What you should do:
Lines with the word "call" are the answer; copy each of them from the data below.
::: Supplied data :::
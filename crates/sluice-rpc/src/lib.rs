#![forbid(unsafe_code)]
#![deny(unused_must_use, rustdoc::broken_intra_doc_links, rustdoc::bare_urls)]
#![warn(
    missing_docs,
    unreachable_pub,
    clippy::all,
    clippy::pedantic,
    clippy::nursery
)]

//! Remote-procedure-call client for the Deluge torrent daemon.
//!
//! Layout: `rencode.rs` (value codec), `wire.rs` (framing and request/reply
//! exchange), `tls.rs` (self-signed certificate handling), `client.rs`
//! (`DelugeRpcClient` and `DelugeConnector`), `error.rs` (`RpcError`).

pub mod client;
pub mod error;
pub mod rencode;
mod tls;
mod wire;

use std::sync::Arc;

use async_trait::async_trait;
use serde_json::Value;

pub use client::{ConnectionSettings, DelugeConnector, DelugeRpcClient};
pub use error::{CodecError, RpcError, RpcResult};
pub use wire::{MAX_BODY_LEN, PROTOCOL_VERSION};

/// Shared handle used to invoke named methods on the daemon.
#[async_trait]
pub trait RemoteClient: Send + Sync {
    /// Invoke `method` with positional `args` and return the daemon's reply.
    ///
    /// Implementations report a dropped transport that could not be re-established
    /// as [`RpcError::ConnectionLost`].
    async fn call(&self, method: &str, args: Vec<Value>) -> RpcResult<Value>;
}

/// Factory that opens a connected [`RemoteClient`].
#[async_trait]
pub trait Connector: Send + Sync {
    /// Open and authenticate a new connection.
    async fn connect(&self) -> RpcResult<Arc<dyn RemoteClient>>;

    /// `host:port` of the daemon this connector targets.
    fn address(&self) -> String;
}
:::
Result of the task:
//! Remote-procedure-call client for the Deluge torrent daemon.
    async fn call(&self, method: &str, args: Vec<Value>) -> RpcResult<Value>;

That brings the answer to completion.